# In einem Bogen die Kanten Glätten?



## testarrosa (30. Januar 2004)

Hi,
habe folgendes Anliegen.
Habe mir mal wieder ein Wallpaper gebastelt und steh nun vor diesem Problem "siehe Pik".
Ich bin mir nicht sicher warum mir diese stufen entstanden sind, wo sie mir entstanden sind oder warum
Wie bekomme ich diese stufen wieder glatt oder wieder so das sie sauber sind?
Ohne Weichzeichner und nach Möglichkeit auch ohne Radiergummi oder Auswahlellipse.
Dank im Voraus testarr


----------



## Hercules (3. Februar 2004)

Einfach nochmal machen und dafür aber sauber...


----------



## beeviz (3. Februar 2004)

pfadwerkzeug nehmen, die kanten nachgehen wos so unsauber aussieht, ach e is schwer zu erklären. ich mach dir das einfach eben, oder ist das nur n ausschnitt von ner größeren grafik?


----------



## beeviz (3. Februar 2004)

biddeschön, ohne weichzeichner, auswahlelipse oder radiergummi

gesamtzeit ca. 7min


----------



## Markus Kolletzky (3. Februar 2004)

Sind ja ziemlich genau 7 Minuten gewesen, wenn ich mir Deine Post-Zeit so anschaue 
Kannst Du uns nochmal genau erklären, was Du gemacht hast, auch wenns für Dich schwer ist und Du das "halt so drauf los" machst.

mfG ALF


----------



## beeviz (4. Februar 2004)

lol.
geil. hab ich ja mal gerade original richtig geschätzt 

ja. ich erklärs morgen mal. entweder auf arbeit wenn chef nen termin haben sollte, oder ansonsten morgen abend nacher arbeit  
muss jetzt schlafen.
n8 *g*


----------



## greengoblin (4. Februar 2004)

*auch neugierig bin*
GG

Nachträglich gemacht Oder neu gemacht?


----------



## beeviz (4. Februar 2004)

nachträglich.
ok, ich versuchs mal eben schnell zu formulieren in der hoffnung das mein chef mich nich wieder erwischt  

also, hab einfach mit dem pfadtool ganz eng um die kaputten kanten nen pfad rumgezogen, hab mittels pfad ne auswahl erstellt, und hab dann einfach mitter pipette die farbe vom jeweils hellsten punkt neben der kante aufgenommen, und dann einfach "fläche füllen". 
mehr wars nicht 

was mich aber mal im gegenzug dazu interessieren würde ist, wie hast du die grafik erstellt testarossa? komplett in ps?


----------



## testarrosa (5. Februar 2004)

*danke an beeviz*

hey cool mann 
das sollte mich weiter bringen!
Verstehe ich noch nicht ganz wie das mit dem werkzeug funzen soll aber ich werde mir das werkzeug mal vorknöpfen
ist dann nur noch eine frage der zeit bis ich auch dieses werkzeug im griff habe.

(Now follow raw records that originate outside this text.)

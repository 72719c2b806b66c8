//! Pluggable allocation for chunks.
//!
//! Arrays are generic over [`Allocator`], the stable mirror of the
//! standard library's allocator API. Each chunk costs two requests on the
//! array's allocator: one for its slot storage and one for the node that
//! links it into the chain. Both are made fallibly, so an out-of-memory
//! condition surfaces as
//! [`VlistError::AllocationFailure`](crate::VlistError::AllocationFailure)
//! instead of aborting the process.
//!
//! `&A` is itself an allocator, which lets several arrays share one
//! instrumented allocator by reference.

pub use allocator_api2::alloc::{AllocError, Allocator, Global};
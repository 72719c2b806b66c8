//! The line-oriented parser.
//!
//! Recognised lines, after surrounding whitespace is stripped:
//!
//! ```text
//! [section]        sets the current section; text after `]` is ignored
//! key = value      one entry; the value runs to the end of the line
//! ; comment        skipped, as is `# comment`
//! ```
//!
//! Recovery rules:
//! - a section header without `]` ends at the end of the line;
//! - a key without `=` takes the next non-blank line, whole, as its
//!   value; a key left without one at end of input is dropped;
//! - an entry with an empty key is skipped;
//! - over-long sections, keys and values are truncated to [`IniLimits`].

use std::io::{self, BufRead};
use std::ops::ControlFlow;

use tracing::{debug, trace};

use crate::error::IniError;
use crate::limits::IniLimits;

/// Outcome of a completed parse.
#[derive(Clone, Copy, Debug, Default, PartialEq, Eq)]
pub struct IniSummary {
    /// Bytes of recognised content, including text later truncated but
    /// excluding whitespace stripped from line and field edges.
    pub bytes: u64,
    /// Entries delivered to the callback.
    pub entries: usize,
    /// The callback returned [`ControlFlow::Break`].
    pub stopped: bool,
}

fn is_ws(c: char) -> bool {
    matches!(c, ' ' | '\t' | '\r' | '\n')
}

/// Longest prefix of `s` that fits in `max` bytes without splitting a
/// character.
fn truncate(s: &str, max: usize) -> &str {
    if s.len() <= max {
        return s;
    }
    let mut end = max;
    while !s.is_char_boundary(end) {
        end -= 1;
    }
    &s[..end]
}

/// Parse INI text from `src`, calling `callback(section, key, value)` for
/// each entry in document order.
///
/// `section` is `None` for entries before the first section header.
/// Parsing stops early when the callback returns [`ControlFlow::Break`].
/// Bytes that are not valid UTF-8 are replaced with U+FFFD.
///
/// If reading fails partway through a line, the bytes read so far are
/// parsed as that line before the error is returned.
pub fn parse_ini<R, F>(mut src: R, limits: &IniLimits, mut callback: F) -> Result<IniSummary, IniError>
where
    R: BufRead,
    F: FnMut(Option<&str>, &str, &str) -> ControlFlow<()>,
{
    limits.validate()?;

    let mut summary = IniSummary::default();
    let mut section: Option<String> = None;
    let mut raw = Vec::new();
    let mut line_no = 0usize;
    // A key whose line ended before any `=`.
    let mut pending_key: Option<String> = None;
    let mut failure: Option<io::Error> = None;

    loop {
        if let Some(err) = failure.take() {
            return Err(err.into());
        }
        raw.clear();
        match src.read_until(b'\n', &mut raw) {
            Ok(0) => break,
            Ok(_) => {}
            Err(err) if raw.is_empty() => return Err(err.into()),
            Err(err) => {
                debug!(line = line_no + 1, "read failed mid-line, parsing partial line");
                failure = Some(err);
            }
        }
        line_no += 1;

        let text = String::from_utf8_lossy(&raw);
        let line = text.trim_matches(is_ws);

        if line.is_empty() {
            continue;
        }

        let carried = pending_key.take();
        let (key, value) = match carried.as_deref() {
            Some(key) => (key, line),
            None => {
                if line.starts_with(';') || line.starts_with('#') {
                    summary.bytes += line.len() as u64;
                    continue;
                }

                if let Some(header) = line.strip_prefix('[') {
                    let name = match header.find(']') {
                        Some(end) => &header[..end],
                        None => {
                            trace!(line = line_no, "section header missing ']'");
                            header
                        }
                    };
                    summary.bytes += 1 + name.len() as u64;
                    let name = name.trim_matches(is_ws);
                    let kept = truncate(name, limits.max_section);
                    if kept.len() < name.len() {
                        debug!(line = line_no, len = name.len(), "section name truncated");
                    }
                    section = (!kept.is_empty()).then(|| kept.to_owned());
                    continue;
                }

                match line.split_once('=') {
                    Some((key, value)) => {
                        summary.bytes += 1;
                        (key.trim_end_matches(is_ws), value.trim_start_matches(is_ws))
                    }
                    None => {
                        trace!(line = line_no, "key without '=', value on next line");
                        pending_key = Some(line.to_owned());
                        continue;
                    }
                }
            }
        };
        // A limit narrower than the key's first character also empties it.
        let kept_key = truncate(key, limits.max_key);
        if kept_key.is_empty() {
            debug!(line = line_no, "entry with empty key skipped");
            continue;
        }
        summary.bytes += (key.len() + value.len()) as u64;

        let kept_value = truncate(value, limits.max_value);
        if kept_key.len() < key.len() || kept_value.len() < value.len() {
            debug!(line = line_no, "entry truncated to limits");
        }

        summary.entries += 1;
        if callback(section.as_deref(), kept_key, kept_value).is_break() {
            summary.stopped = true;
            break;
        }
    }

    if let Some(key) = pending_key {
        debug!(key = %key, "key without value at end of input skipped");
    }
    Ok(summary)
}
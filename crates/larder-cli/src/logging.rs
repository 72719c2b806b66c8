//! Diagnostics setup shared by the binaries.

use std::io;

use tracing_subscriber::{fmt, EnvFilter};

/// Install a stderr subscriber.
///
/// `RUST_LOG` takes precedence; otherwise `verbose` picks the level
/// (0 = warn, 1 = info, 2 = debug, 3+ = trace).
pub fn init_logging(verbose: u8) {
    let level = match verbose {
        0 => "warn",
        1 => "info",
        2 => "debug",
        _ => "trace",
    };
    let filter = EnvFilter::try_from_default_env().unwrap_or_else(|_| EnvFilter::new(level));
    fmt()
        .with_env_filter(filter)
        .with_writer(io::stderr)
        .with_target(false)
        .init();
}
//! Fixed-capacity chunks and their owning links.
//!
//! A [`Chunk`] is one allocation of slot storage plus exclusive ownership
//! of the next-older chunk. Both the slot vector and the node holding it
//! come from the array's allocator. The slot vector is sized exactly once,
//! when the chunk is created, and never pushed past that length again, so
//! the elements inside never move.

use allocator_api2::alloc::Allocator;
use allocator_api2::boxed::Box;
use allocator_api2::vec::Vec;

use crate::error::VlistError;

/// One block of slots in the chain.
///
/// Slot `0` is the *top* of the chunk: pushes fill a chunk from its last
/// slot downwards, so the newest element of a full chunk sits at slot `0`.
pub(crate) struct Chunk<T, A: Allocator> {
    /// Slot storage. `slots.len()` is the chunk's capacity.
    slots: Vec<Option<T>, A>,
    /// The next-older chunk, if any.
    pub(crate) next: Option<Box<Chunk<T, A>, A>>,
}

impl<T, A: Allocator + Clone> Chunk<T, A> {
    /// Allocate an unlinked chunk with `capacity` vacant slots.
    ///
    /// Storage is requested first, then the node. Either refusal is
    /// reported as an allocation failure for `capacity` slots, and the
    /// storage is handed back if only the node was refused.
    pub(crate) fn allocate(alloc: &A, capacity: usize) -> Result<Box<Self, A>, VlistError> {
        let refused = || VlistError::AllocationFailure {
            requested: capacity,
        };
        let mut slots = Vec::new_in(alloc.clone());
        slots.try_reserve_exact(capacity).map_err(|_| refused())?;
        // Exactly `capacity` is reserved, so this never reallocates.
        slots.resize_with(capacity, || None);
        Box::try_new_in(Self { slots, next: None }, alloc.clone()).map_err(|_| refused())
    }
}

impl<T, A: Allocator> Chunk<T, A> {
    /// Number of slots in this chunk.
    pub(crate) fn capacity(&self) -> usize {
        self.slots.len()
    }

    pub(crate) fn slot(&self, pos: usize) -> &Option<T> {
        &self.slots[pos]
    }

    pub(crate) fn slot_mut(&mut self, pos: usize) -> &mut Option<T> {
        &mut self.slots[pos]
    }

    /// Write `value` into slot `pos`, which must be free.
    pub(crate) fn put(&mut self, pos: usize, value: T) {
        debug_assert!(self.slots[pos].is_none(), "slot {pos} is not free");
        self.slots[pos] = Some(value);
    }

    /// Move the content of slot `pos` out, leaving it vacant.
    pub(crate) fn take(&mut self, pos: usize) -> Option<T> {
        self.slots[pos].take()
    }

    /// Turn the slots in `lo..hi` into live slots.
    ///
    /// With a fill hook each slot receives a fresh value; without one the
    /// slots stay vacant.
    pub(crate) fn fill(&mut self, lo: usize, hi: usize, fill: Option<fn() -> T>) {
        if let Some(fill) = fill {
            for slot in &mut self.slots[lo..hi] {
                *slot = Some(fill());
            }
        }
    }
}

/// Drop a chain one chunk at a time.
///
/// Letting the head box drop on its own recurses once per link, which a
/// long chain under a capacity ceiling turns into a stack overflow.
pub(crate) fn release_chain<T, A: Allocator>(mut chunk: Option<Box<Chunk<T, A>, A>>) {
    while let Some(mut c) = chunk {
        chunk = c.next.take();
    }
}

zur deiner frage ja ich habe das alles mit ps gemacht kann dir ja mal das ganze pic schicken wenn du willst 
die grafik habe ich mit einer komplett gefüllten fläche begonnen und dann einen kreis ausgeschnitten.
die ebene mehr mals kopiert und ihnen dann die gewünschte frabe verpasst, sie mir so zu recht gelegt wie ich sie haben wollte.
Genau da irgendowo müssen mir diese kanten entstanden sein!
sie sind mir erst aufgefallen, wie ich das bild schon so gut wie fertig hatte!
und nun habe ich den salat!
Dann noch etwas mit glanz und schein nach innen gespielt und fetig war meine grafik!
mehr arbeit wie eigentlich drinne steckt, doch werde ich mir die mühe machen und das pfadwerkzeug probiern, denn auch das muß erst einmal gekonnt sein :?

danke dir noch mal
vielleicht wirst mir noch mal unter die arme greifen müssen 
kann ich mich dann irgendwie bei dir melden wenn probs auftreten mit dem pfadwerkzeug?
danke 
testarrosa


----------



## beeviz (9. Februar 2004)

joa joa. einfach hier rein posten. bin ja öfters hier


----------